It looks like those calling for all of Britain’s banks to go down the simple banking route are out of luck for now. Same for those who just think Barclays would do better by declawing the blue eagle and offloading its investment bank.
Without that investment bank the latest set of results unveiled by boss Jes Staley might have looked rather grim. Perhaps he could be forgiven for saying “yah boo sucks to you” to the doubters. Not that the urbane chief executive would ever stoop to such tactics. Although some bankers might.
The might at Barclays was in the investment bank, which pushed the group’s underlying profits for the third quarter of the year way past the forecasts of most analysts to a balmy £1.7bn.
To put it in perspective, the company compiled “consensus” forecast had the bank making £1.3bn. Even the nasty of a £600m top up to the mountain of money the bank has set aside to cover PPI misselling (£100m worse than expected) didn't take all of the gloss off.
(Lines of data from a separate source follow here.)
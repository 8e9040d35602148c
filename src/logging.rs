use tracing_subscriber::EnvFilter;

use crate::config::LoggingConfig;

pub type InitError = Box<dyn std::error::Error + Send + Sync + 'static>;

/// Install the global `tracing` subscriber described by `config`.
///
/// `RUST_LOG` wins over `config.level`. Fails if a subscriber is already set.
pub fn init(config: &LoggingConfig) -> Result<(), InitError> {
    let filter = EnvFilter::try_from_default_env().or_else(|_| EnvFilter::try_new(&config.level))?;

    let builder = tracing_subscriber::fmt().with_env_filter(filter);
    match config.format.as_str() {
        "pretty" => builder.pretty().try_init(),
        _ => builder.json().try_init(),
    }
}
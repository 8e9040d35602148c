use std::time::Duration;

use async_trait::async_trait;

use crate::Headers;

#[derive(Debug, Clone, Copy, PartialEq, Eq)]
pub enum Method {
    Get,
    Post,
}

/// Fully built provider request, independent of any HTTP client.
#[derive(Debug, Clone, PartialEq, Eq)]
pub struct HttpRequest {
    pub method: Method,
    pub url: String,
    pub headers: Headers,
    pub body: Option<String>,
    pub timeout: Option<Duration>,
}

impl HttpRequest {
    pub fn get(url: impl Into<String>) -> Self {
        Self::new(Method::Get, url)
    }

    pub fn post(url: impl Into<String>) -> Self {
        Self::new(Method::Post, url)
    }

    fn new(method: Method, url: impl Into<String>) -> Self {
        Self {
            method,
            url: url.into(),
            headers: Vec::new(),
            body: None,
            timeout: None,
        }
    }

    pub fn header(mut self, name: impl Into<String>, value: impl Into<String>) -> Self {
        self.headers.push((name.into(), value.into()));
        self
    }

    pub fn body(mut self, body: impl Into<String>) -> Self {
        self.body = Some(body.into());
        self
    }

    pub fn timeout(mut self, timeout: Option<Duration>) -> Self {
        self.timeout = timeout;
        self
    }

    /// First header value with the given name, case-insensitive.
    pub fn header_value(&self, name: &str) -> Option<&str> {
        self.headers
            .iter()
            .find(|(k, _)| k.eq_ignore_ascii_case(name))
            .map(|(_, v)| v.as_str())
    }
}

#[derive(Debug, Clone, PartialEq, Eq)]
pub struct HttpResponse {
    pub status: u16,
    pub body: String,
}

impl HttpResponse {
    pub fn new(status: u16, body: impl Into<String>) -> Self {
        Self {
            status,
            body: body.into(),
        }
    }

    pub fn is_success(&self) -> bool {
        (200..300).contains(&self.status)
    }

    /// Body with any leading raw header block removed.
    ///
    /// Some transports hand back the status line and headers in front of the
    /// payload; everything up to the last blank line of that block is dropped.
    pub fn payload(&self) -> &str {
        let mut rest = self.body.as_str();
        while rest.starts_with("HTTP/") {
            match rest.find("\r\n\r\n") {
                Some(idx) => rest = &rest[idx + 4..],
                None => match rest.find("\n\n") {
                    Some(idx) => rest = &rest[idx + 2..],
                    None => return "",
                },
            }
        }
        rest
    }
}

/// Network level failures.
#[derive(Debug, Clone, PartialEq, Eq, thiserror::Error)]
pub enum TransportError {
    #[error("request timed out: {0}")]
    Timeout(String),
    #[error("connection failed: {0}")]
    Connect(String),
    #[error("transport error: {0}")]
    Other(String),
}

impl TransportError {
    /// Map into the adapter-facing error for `provider`.
    pub fn into_sms_error(self, provider: &'static str) -> crate::SmsError {
        match self {
            TransportError::Timeout(_) => crate::SmsError::Timeout { provider },
            other => crate::SmsError::Http {
                provider,
                message: other.to_string(),
            },
        }
    }
}

/// Executes provider requests. Implementations must not interpret status codes.
#[async_trait]
pub trait HttpTransport: Send + Sync {
    async fn execute(&self, request: HttpRequest) -> Result<HttpResponse, TransportError>;
}

#[cfg(feature = "reqwest")]
pub use self::reqwest_transport::ReqwestTransport;

#[cfg(feature = "reqwest")]
mod reqwest_transport {
    use super::*;
    use tracing::debug;

    /// [`HttpTransport`] backed by a shared `reqwest::Client`.
    #[derive(Debug, Clone, Default)]
    pub struct ReqwestTransport {
        http: reqwest::Client,
    }

    impl ReqwestTransport {
        pub fn new() -> Self {
            Self::default()
        }

        pub fn with_client(http: reqwest::Client) -> Self {
            Self { http }
        }

        /// Client sending a fixed `User-Agent`.
        pub fn with_user_agent(user_agent: &str) -> Result<Self, TransportError> {
            let http = reqwest::Client::builder()
                .user_agent(user_agent)
                .build()
                .map_err(classify)?;
            Ok(Self { http })
        }
    }

    fn classify(e: reqwest::Error) -> TransportError {
        if e.is_timeout() {
            TransportError::Timeout(e.to_string())
        } else if e.is_connect() {
            TransportError::Connect(e.to_string())
        } else {
            TransportError::Other(e.to_string())
        }
    }

    #[async_trait]
    impl HttpTransport for ReqwestTransport {
        async fn execute(&self, request: HttpRequest) -> Result<HttpResponse, TransportError> {
            let mut builder = match request.method {
                Method::Get => self.http.get(&request.url),
                Method::Post => self.http.post(&request.url),
            };
            for (name, value) in &request.headers {
                builder = builder.header(name.as_str(), value.as_str());
            }
            if let Some(body) = request.body {
                builder = builder.body(body);
            }
            if let Some(timeout) = request.timeout {
                builder = builder.timeout(timeout);
            }

            let res = builder.send().await.map_err(classify)?;
            let status = res.status().as_u16();
            debug!("{:?} request answered with HTTP {}", request.method, status);
            let body = res.text().await.map_err(classify)?;
            Ok(HttpResponse { status, body })
        }
    }
}

#[cfg(test)]
mod tests {
    use super::*;

    #[test]
    fn payload_strips_header_block() {
        let res = HttpResponse::new(
            200,
            "HTTP/1.1 100 Continue\r\n\r\nHTTP/1.1 200 OK\r\nContent-Type: text/plain\r\n\r\nOK:61400000000:42",
        );
        assert_eq!(res.payload(), "OK:61400000000:42");

        let res = HttpResponse::new(200, "{\"ok\":true}");
        assert_eq!(res.payload(), "{\"ok\":true}");
    }

    #[test]
    fn timeout_maps_to_distinct_error() {
        let err = TransportError::Timeout("deadline".into()).into_sms_error("Messagenet");
        assert!(err.is_timeout());
        let err = TransportError::Connect("refused".into()).into_sms_error("Messagenet");
        assert!(err.is_transport() && !err.is_timeout());
    }

    #[test]
    fn request_builder_collects_headers() {
        let req = HttpRequest::post("https://example.test")
            .header("Content-Type", "application/json")
            .body("{}");
        assert_eq!(req.header_value("content-type"), Some("application/json"));
        assert_eq!(req.body.as_deref(), Some("{}"));
        assert_eq!(req.method, Method::Post);
    }
}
Certainly Mr Staley is looking glossy. He has always argued that Barclays Investment Bank should be retained by virtue of its potential to provide the group with a handy earnings cushion when things look sticky for other parts of the operation, such as the ring-fenced retail bank, which is bracing itself for a Brexit induced economic shock.
It was Brexit that the investment bank had, in part, to thank for its bravura performance. It, and uncertainty about what central banks around the world will do in response to rumblings of discontent from the global economy, have stimulated a bond-trading business that had been in virtual hibernation.
The money from that activity is primarily made in dollars and euros, so Barclays got a double Brexit boost; it reports in pounds and the weakness of the pound against those currencies make its earnings worth more.
That won’t change Barclays’ house view on the debacle, and nor should it. The bank is suffering from the uncertainty created by it, along with its peers. Not only will its retail bank take a hit from a downward trending UK economy, there is also the question of whether the investment bank will be able to sell its services around Europe from its London base or whether it will have to move at least some of its operations. The latter is a real danger, as the Government’s Eurosceptic fundamentalists continue their lunatic drive for a hard Brexit.
Mr Staley can at least take comfort from the fact that the voices calling for a sell off of Barclays Investment Bank will be quieter, at least while it is helping to prop up earnings and fund dividend payments while all this is going on. This, as an instructive graph produced by Investec analyst Ian Gordon shows, is a bank that didn’t generate any earnings at all from 2012-2015 so any contribution is welcome.
Barclays is by no means out of the woods. When you take “one off” costs such as the PPI compensation off the underlying £1.7bn profit, and if you then look at the overall results for the first nine months of the year, things don’t look so good. Profits were down by 10 per cent over the longer timescale.
However, the biggest black mark against the bank (outside of things like PPI) hailed from its bad bank, sorry, its non-core division, which is full of businesses Mr Staley would like to get shot of.
With the City preferring to focus on what Barclays might look like in the future as opposed to its recent troubled past, these results have put Mr Staley’s vision into the ascendant.
He’ll just need a few more like them to put the bank’s critics to bed. And his staff will need to behave themselves while he’s at it. Those critics will be back with a vengeance if they don’t.